On Mon, Apr 12, 2010 at 1:13 PM, Mikus Grinbergs <mikus at bga.com> wrote:

> ...
>
> p.s.  People keep showing various Linux platforms (e.g., Ubuntu, Debian,
> etc) running on the XO.  As far as I am concerned, if these people
> *want* to run Ubuntu, Debian, etc., then buying a modern netbook for
> that purpose will give them better performance than using the XO.
>
>
When I started helping my wife develop an interactive math tutoring
capability for the XO we bought from the 2008 G1G1 campaign, I looked at and
tried the Sugar activities.    None of them were capable of her necessary
features:  2-way interactive whiteboard and 2-way interactive video and
audio communications.    Sure, some activities were in development trying to
achieve these capabilities, but they weren't real yet.   We tried a web
services approach -- looked at various things like "Go to Meeting".    When
we found www.Vyew.com, we saw what we needed.   It worked on our PCs.

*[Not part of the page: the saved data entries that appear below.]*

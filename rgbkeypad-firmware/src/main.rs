//! Pico RGB Keypad demo firmware
//!
//! Brings up the keypad on an RP2040 Pico and runs one of the demo
//! programs selected in keypad.toml.
//!
//! Pins (fixed by the keypad board):
//! - I2C0 SDA=GP4 SCL=GP5: TCA9555 button expander
//! - SPI0 SCK=GP18 MOSI=GP19, CS=GP17: APA102 LED chain

#![no_std]
#![no_main]

use defmt::*;
use embassy_executor::Spawner;
use embassy_rp::gpio::{Level, Output};
use embassy_rp::{i2c, spi};
use {defmt_rtt as _, panic_probe as _};

use rgbkeypad_drivers::PicoRgbKeypad;

mod config;
mod demos;

/// Embedded configuration (compiled into firmware)
/// Edit keypad.toml and rebuild to customize
const EMBEDDED_CONFIG: &str = include_str!("../keypad.toml");

/// Button expander bus speed
const I2C_FREQUENCY_HZ: u32 = 400_000;

/// LED chain clock
const SPI_FREQUENCY_HZ: u32 = 4_000_000;

/// Main entry point
#[embassy_executor::main]
async fn main(_spawner: Spawner) {
    info!("rgbkeypad firmware starting...");

    let p = embassy_rp::init(Default::default());
    info!("Peripherals initialized");

    let (keypad_config, demo_config) = config::load(EMBEDDED_CONFIG);

    let mut i2c_config = i2c::Config::default();
    i2c_config.frequency = I2C_FREQUENCY_HZ;
    let i2c = i2c::I2c::new_blocking(p.I2C0, p.PIN_5, p.PIN_4, i2c_config);

    let mut spi_config = spi::Config::default();
    spi_config.frequency = SPI_FREQUENCY_HZ;
    let spi = spi::Spi::new_blocking_txonly(p.SPI0, p.PIN_18, p.PIN_19, spi_config);
    let cs = Output::new(p.PIN_17, Level::High);

    let mut board = PicoRgbKeypad::new(i2c, spi, cs);
    match board.init() {
        Ok(()) => info!("Keypad initialized"),
        // Keep going; the tick loop reports transport errors as they happen
        Err(e) => warn!("Keypad init failed: {}", e),
    }

    demos::run(demo_config, board, keypad_config).await
}
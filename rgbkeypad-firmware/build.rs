//! Build script for rgbkeypad-firmware
//!
//! - Sets up linker search paths for memory.x and the linker scripts
//! - Validates keypad.toml at compile time

use std::env;
use std::fs::{self, File};
use std::io::{ErrorKind, Write};
use std::path::PathBuf;

const DEMO_MODES: &[&str] = &["reactive", "hold_toggle", "highlight", "rainbow", "random"];

/// Matches `config::MAX_TICK_MS` in the firmware
const MAX_TICK_MS: i64 = 1_000;

fn main() {
    setup_linker();
    validate_config();
}

/// Set up linker search paths for memory.x
fn setup_linker() {
    let out_dir = PathBuf::from(env::var("OUT_DIR").unwrap());

    // Copy memory.x to the output directory
    let memory_x = include_bytes!("memory.x");
    let mut f = File::create(out_dir.join("memory.x")).unwrap();
    f.write_all(memory_x).unwrap();

    println!("cargo:rustc-link-search={}", out_dir.display());

    println!("cargo:rustc-link-arg-bins=--nmagic");
    println!("cargo:rustc-link-arg-bins=-Tlink.x");
    println!("cargo:rustc-link-arg-bins=-Tlink-rp.x");
    println!("cargo:rustc-link-arg-bins=-Tdefmt.x");

    println!("cargo:rerun-if-changed=memory.x");
    println!("cargo:rerun-if-changed=build.rs");
}

/// Validate keypad.toml at compile time
///
/// Rejects everything the on-device parser would reject, and reports all
/// problems at once.
fn validate_config() {
    println!("cargo:rerun-if-changed=keypad.toml");

    let config_content = match fs::read_to_string("keypad.toml") {
        Ok(content) => content,
        Err(e) if e.kind() == ErrorKind::NotFound => fail(
            "keypad.toml not found",
            &["the firmware embeds it as its configuration".to_string()],
        ),
        Err(e) => fail("cannot read keypad.toml", &[e.to_string()]),
    };

    let config: toml::Value = match toml::from_str(&config_content) {
        Ok(value) => value,
        Err(e) => {
            let lines: Vec<String> = e.to_string().lines().map(str::to_string).collect();
            fail("keypad.toml is not valid TOML", &lines)
        }
    };

    let mut errors = Vec::new();
    validate_sections(&config, &mut errors);
    validate_keypad(&config, &mut errors);
    validate_sleep(&config, &mut errors);
    validate_demo(&config, &mut errors);

    if !errors.is_empty() {
        fail("invalid keypad.toml", &errors);
    }

    println!("cargo:warning=keypad.toml validated successfully");
}

/// Abort the build with a titled list of problems
fn fail(title: &str, lines: &[String]) -> ! {
    let mut report = format!("\n{}\n", title);
    for line in lines {
        report.push_str("  - ");
        report.push_str(line);
        report.push('\n');
    }
    panic!("{}", report);
}

/// Only flat `[keypad]`, `[sleep]` and `[demo]` tables are understood
fn validate_sections(config: &toml::Value, errors: &mut Vec<String>) {
    let Some(root) = config.as_table() else {
        return;
    };

    for (name, value) in root {
        match (name.as_str(), value) {
            ("keypad" | "sleep" | "demo", toml::Value::Table(table)) => {
                for (key, value) in table {
                    if value.is_table() || value.is_array() {
                        errors.push(format!("[{}] {} must be a plain value", name, key));
                    }
                }
            }
            ("keypad" | "sleep" | "demo", _) => {
                errors.push(format!("[{}] must be a table", name));
            }
            _ => errors.push(format!("unknown section or key '{}'", name)),
        }
    }
}

fn section<'a>(config: &'a toml::Value, name: &str) -> Option<&'a toml::value::Table> {
    config.get(name).and_then(|s| s.as_table())
}

fn check_keys(table: &toml::value::Table, section: &str, known: &[&str], errors: &mut Vec<String>) {
    for key in table.keys() {
        if !known.contains(&key.as_str()) {
            errors.push(format!("[{}] unknown key '{}'", section, key));
        }
    }
}

/// Milliseconds must fit a u32
fn check_millis(table: &toml::value::Table, section: &str, key: &str, errors: &mut Vec<String>) {
    match table.get(key) {
        None => {}
        Some(toml::Value::Integer(ms)) if (0..=i64::from(u32::MAX)).contains(ms) => {}
        Some(_) => errors.push(format!("[{}] {} must be a non-negative integer", section, key)),
    }
}

/// Seconds may be an integer or a float, and must not be negative
fn check_seconds(table: &toml::value::Table, section: &str, key: &str, errors: &mut Vec<String>) {
    let secs = match table.get(key) {
        None => return,
        Some(toml::Value::Integer(i)) => *i as f64,
        Some(toml::Value::Float(f)) => *f,
        Some(_) => {
            errors.push(format!("[{}] {} must be a number", section, key));
            return;
        }
    };

    if !secs.is_finite() || secs < 0.0 {
        errors.push(format!("[{}] {} must be a non-negative number", section, key));
    } else if secs * 1000.0 > f64::from(u32::MAX) {
        errors.push(format!("[{}] {} is too long", section, key));
    }
}

fn validate_keypad(config: &toml::Value, errors: &mut Vec<String>) {
    let Some(keypad) = section(config, "keypad") else {
        return;
    };

    check_keys(keypad, "keypad", &["hold_time_ms", "hold_time", "brightness"], errors);
    check_millis(keypad, "keypad", "hold_time_ms", errors);
    check_seconds(keypad, "keypad", "hold_time", errors);

    match keypad.get("brightness") {
        None => {}
        Some(toml::Value::Integer(pct)) if (0..=100).contains(pct) => {}
        Some(_) => errors.push("[keypad] brightness must be an integer 0-100".to_string()),
    }
}

fn validate_sleep(config: &toml::Value, errors: &mut Vec<String>) {
    let Some(sleep) = section(config, "sleep") else {
        return;
    };

    check_keys(sleep, "sleep", &["enabled", "timeout_ms", "timeout"], errors);
    check_millis(sleep, "sleep", "timeout_ms", errors);
    check_seconds(sleep, "sleep", "timeout", errors);

    if let Some(enabled) = sleep.get("enabled") {
        if !enabled.is_bool() {
            errors.push("[sleep] enabled must be true or false".to_string());
        }
    }
}

fn validate_demo(config: &toml::Value, errors: &mut Vec<String>) {
    let Some(demo) = section(config, "demo") else {
        return;
    };

    check_keys(demo, "demo", &["mode", "tick_ms"], errors);

    match demo.get("mode") {
        None => {}
        Some(toml::Value::String(mode)) if DEMO_MODES.contains(&mode.as_str()) => {}
        Some(_) => errors.push(format!("[demo] mode must be one of {}", DEMO_MODES.join(", "))),
    }

    match demo.get("tick_ms") {
        None => {}
        Some(toml::Value::Integer(ms)) if (1..=MAX_TICK_MS).contains(ms) => {}
        Some(_) => errors.push(format!("[demo] tick_ms must be an integer 1-{}", MAX_TICK_MS)),
    }
}
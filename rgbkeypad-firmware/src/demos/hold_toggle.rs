//! Hold a key to toggle its LED
//!
//! Every key starts magenta. LED sleep is forced on, so the grid blanks
//! after the idle timeout and comes back on the next key activity.

use core::convert::Infallible;

use defmt::*;
use rgbkeypad_core::{Key, KeyContext, KeypadConfig};

use super::{build, drive, Board};

fn toggle(key: &mut KeyContext<'_>, _: &mut ()) -> Result<(), Infallible> {
    key.toggle_led();
    Ok(())
}

pub async fn run(board: Board, config: KeypadConfig, tick_ms: u32) -> ! {
    let mut keypad = build::<(), Infallible>(board, config.with_sleep_enabled(true));
    info!("LED sleep after {}ms idle", config.sleep_timeout_ms);

    keypad.set_all(255, 0, 255);
    for key in Key::all() {
        unwrap!(keypad.on_hold(key, toggle));
    }

    drive(&mut keypad, &mut (), tick_ms, |_, _, _| {}).await
}
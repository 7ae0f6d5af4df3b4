//! Board-agnostic core logic for 4x4 RGB backlit keypads
//!
//! This crate contains all keypad logic that does not depend on the
//! specific button and LED chips:
//!
//! - Key identities and grid geometry
//! - Per-key press/release/hold edge detection
//! - LED color buffer with idle-sleep timer
//! - Callback registry and the tick-driven event engine
//! - Configuration types and config file parsing
//! - The transport trait implemented by hardware drivers
//!
//! # Example
//!
//! ```ignore
//! let mut keypad = Keypad::new(transport, KeypadConfig::default())?;
//! keypad.on_hold(Key::new(0).unwrap(), |key, _| {
//!     key.toggle_led();
//!     Ok(())
//! })?;
//!
//! loop {
//!     keypad.tick(now(), &mut ())?;
//! }
//! ```

#![no_std]
#![deny(unsafe_code)]

pub mod config;
pub mod engine;
pub mod key;
pub mod led;
pub mod registry;
pub mod scan;
pub mod time;
pub mod traits;

pub use config::{ConfigError, KeypadConfig};
pub use engine::{KeyContext, Keypad, KeypadError, TickReport};
pub use key::{Key, GRID_HEIGHT, GRID_WIDTH, KEY_COUNT};
pub use led::{LedFrame, Rgb};
pub use registry::{EventKind, Handler, HandlerId, RegistryError};
pub use scan::{KeyState, TransitionKind};
pub use time::Timestamp;
pub use traits::KeypadTransport;
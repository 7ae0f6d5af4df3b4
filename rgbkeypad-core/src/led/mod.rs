//! LED output side of the keypad
//!
//! Colors are buffered per key and only leave the buffer when the engine
//! flushes a [`LedFrame`] to the transport at the end of a tick.

pub mod buffer;
pub mod color;
pub mod sleep;

pub use buffer::{LedBuffer, LedFrame, LedSlot};
pub use color::{hsv_to_rgb, Rgb};
pub use sleep::{SleepTimer, DEFAULT_SLEEP_TIMEOUT_MS};
//! Minimal TOML parser for keypad configuration
//!
//! Handles only the subset needed for keypad config files, without
//! allocation:
//!
//! - `[section]` headers
//! - `key = value` pairs (integer, float, boolean, string)
//! - Comments (`# ...`), including trailing comments
//!
//! Sections `[keypad]` and `[sleep]` are applied to a [`KeypadConfig`].
//! Every other section (and keys before the first header) is passed to a
//! caller-supplied hook, so boards can add their own settings to the same
//! file.
//!
//! ```toml
//! [keypad]
//! hold_time_ms = 750
//! brightness = 50
//!
//! [sleep]
//! enabled = true
//! timeout = 5        # seconds
//! ```

use super::types::{check_brightness, secs_to_ms, ConfigError, KeypadConfig};

/// Parse error
#[derive(Debug, Clone, Copy, PartialEq, Eq)]
#[cfg_attr(feature = "defmt", derive(defmt::Format))]
pub enum ParseError {
    /// Malformed section header
    InvalidSection,
    /// Line is not `key = value`
    InvalidLine,
    /// Value has the wrong type or cannot be parsed
    InvalidValue,
    /// Key not known in its section
    UnknownKey,
    /// Value parsed but rejected by the config
    Config(ConfigError),
}

impl From<ConfigError> for ParseError {
    fn from(e: ConfigError) -> Self {
        ParseError::Config(e)
    }
}

/// A parsed right-hand side
#[derive(Debug, Clone, Copy, PartialEq)]
pub enum Value<'a> {
    Integer(i64),
    Float(f32),
    Bool(bool),
    Str(&'a str),
}

impl<'a> Value<'a> {
    /// Parse a raw value string
    pub fn parse(raw: &'a str) -> Result<Self, ParseError> {
        let raw = raw.trim();
        if raw.len() >= 2 && raw.starts_with('"') && raw.ends_with('"') {
            return Ok(Value::Str(&raw[1..raw.len() - 1]));
        }
        match raw {
            "true" => return Ok(Value::Bool(true)),
            "false" => return Ok(Value::Bool(false)),
            _ => {}
        }
        if let Some(i) = parse_integer(raw) {
            return Ok(Value::Integer(i));
        }
        if let Ok(f) = raw.parse::<f32>() {
            return Ok(Value::Float(f));
        }
        Err(ParseError::InvalidValue)
    }

    /// Value as a boolean
    pub fn as_bool(&self) -> Result<bool, ParseError> {
        match self {
            Value::Bool(b) => Ok(*b),
            _ => Err(ParseError::InvalidValue),
        }
    }

    /// Value as a string
    pub fn as_str(&self) -> Result<&'a str, ParseError> {
        match self {
            Value::Str(s) => Ok(*s),
            _ => Err(ParseError::InvalidValue),
        }
    }

    /// Value as an unsigned integer
    pub fn as_u32(&self) -> Result<u32, ParseError> {
        match self {
            Value::Integer(i) => u32::try_from(*i).map_err(|_| ParseError::InvalidValue),
            _ => Err(ParseError::InvalidValue),
        }
    }

    /// Value in seconds (integer or float), converted to milliseconds
    pub fn as_secs_in_ms(&self) -> Result<u32, ParseError> {
        let secs = match self {
            Value::Integer(i) => *i as f32,
            Value::Float(f) => *f,
            _ => return Err(ParseError::InvalidValue),
        };
        Ok(secs_to_ms(secs)?)
    }
}

/// Parse an integer, allowing digit-group underscores (`5_000`)
fn parse_integer(raw: &str) -> Option<i64> {
    let mut digits: heapless::String<24> = heapless::String::new();
    for c in raw.chars().filter(|c| *c != '_') {
        digits.push(c).ok()?;
    }
    digits.parse().ok()
}

#[derive(Debug, Clone, Copy, PartialEq, Eq)]
enum Section<'a> {
    Keypad,
    Sleep,
    Other(&'a str),
}

/// Parse a config file
///
/// # Arguments
/// - `input`: file contents
/// - `extra`: called with `(section, key, value)` for every key outside
///   `[keypad]` and `[sleep]`; keys before the first header use section `""`
pub fn parse_config<F>(input: &str, mut extra: F) -> Result<KeypadConfig, ParseError>
where
    F: FnMut(&str, &str, Value<'_>) -> Result<(), ParseError>,
{
    let mut config = KeypadConfig::default();
    let mut section = Section::Other("");

    for line in input.lines() {
        let line = strip_comment(line).trim();

        if line.is_empty() {
            continue;
        }

        if line.starts_with('[') {
            section = parse_section_header(line)?;
            continue;
        }

        let (key, raw) = parse_key_value(line).ok_or(ParseError::InvalidLine)?;
        let value = Value::parse(raw)?;

        match section {
            Section::Keypad => apply_keypad(&mut config, key, value)?,
            Section::Sleep => apply_sleep(&mut config, key, value)?,
            Section::Other(name) => extra(name, key, value)?,
        }
    }

    config.validate()?;
    Ok(config)
}

fn apply_keypad(config: &mut KeypadConfig, key: &str, value: Value<'_>) -> Result<(), ParseError> {
    match key {
        "hold_time_ms" => config.hold_duration_ms = value.as_u32()?,
        "hold_time" => config.hold_duration_ms = value.as_secs_in_ms()?,
        "brightness" => {
            let pct = u8::try_from(value.as_u32()?).map_err(|_| ConfigError::BrightnessOutOfRange)?;
            config.brightness_pct = check_brightness(pct)?;
        }
        _ => return Err(ParseError::UnknownKey),
    }
    Ok(())
}

fn apply_sleep(config: &mut KeypadConfig, key: &str, value: Value<'_>) -> Result<(), ParseError> {
    match key {
        "enabled" => config.sleep_enabled = value.as_bool()?,
        "timeout_ms" => config.sleep_timeout_ms = value.as_u32()?,
        "timeout" => config.sleep_timeout_ms = value.as_secs_in_ms()?,
        _ => return Err(ParseError::UnknownKey),
    }
    Ok(())
}

/// Parse a section header like "[keypad]"
fn parse_section_header(line: &str) -> Result<Section<'_>, ParseError> {
    let name = line
        .strip_prefix('[')
        .and_then(|s| s.strip_suffix(']'))
        .map(str::trim)
        .ok_or(ParseError::InvalidSection)?;

    if name.is_empty() {
        return Err(ParseError::InvalidSection);
    }

    Ok(match name {
        "keypad" => Section::Keypad,
        "sleep" => Section::Sleep,
        other => Section::Other(other),
    })
}

/// Split "key = value"
fn parse_key_value(line: &str) -> Option<(&str, &str)> {
    let (key, value) = line.split_once('=')?;
    let key = key.trim();
    let value = value.trim();

    if key.is_empty() || value.is_empty() {
        return None;
    }

    Some((key, value))
}

/// Remove a trailing comment, ignoring '#' inside quoted strings
fn strip_comment(line: &str) -> &str {
    let mut in_string = false;
    for (i, c) in line.char_indices() {
        match c {
            '"' => in_string = !in_string,
            '#' if !in_string => return &line[..i],
            _ => {}
        }
    }
    line
}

Turning to the XO, the Browse activity with Gnash just couldn't run Vyew.
When I installed the version of FlashPlayer that the laptop.org wiki
recommended, it didn't work the XOs camera and microphone and didn't even
operate the Flash settings dialog properly.    Doing more searching, I found
a version of Ubuntu that had been adapted to the XO by a user who called
himself "Teapot" on the forum.   It's a stripped down, lightweight version
that uses Xfce as the window manager (hence it's called a Xubuntu
distribution) and incorporates the same kernel that olpc used in the version
of Fedora that came on our XO beneath Sugar, so it knows about the XO's
unique hardware.    After some work, I got it running from an SD card so I
didn't have to trash the native operating system.    I didn't do this
because I wanted to run Linux -- I have other Linux machines -- but rather
because it would let me get the job done, the system built with the features
necessary for the tutoring project.   If the XO comes up to that capability
with Browse and Gnash, I'd run the native system.    But it's not there,
yet.  We also tried to use Skype on the native Sugar/Fedora OS, but at that
time, you had to do so many hokey work-arounds to fool the software into
running Skype, it just wasn't feasible for a deployment with low entry
threshold.

The 6 to 12 year-old kids that are the prime target of the olpc mission
don't care what platform is behind the screen.   Just as in the Wizard of
Oz, "Don't pay any attention to that man behind the curtain."   As the
laptop.org mission statement says, "It’s not a laptop project. It’s an
education project."   To me that says that the mission is not to empower
kids to write programs or tinker inside the system, but rather to use the XO
as an educational tool to learn about the world and life and such, to
collaborate with each other across the room and around the globe, to explore
the depth of knowledge on the Internet, etc.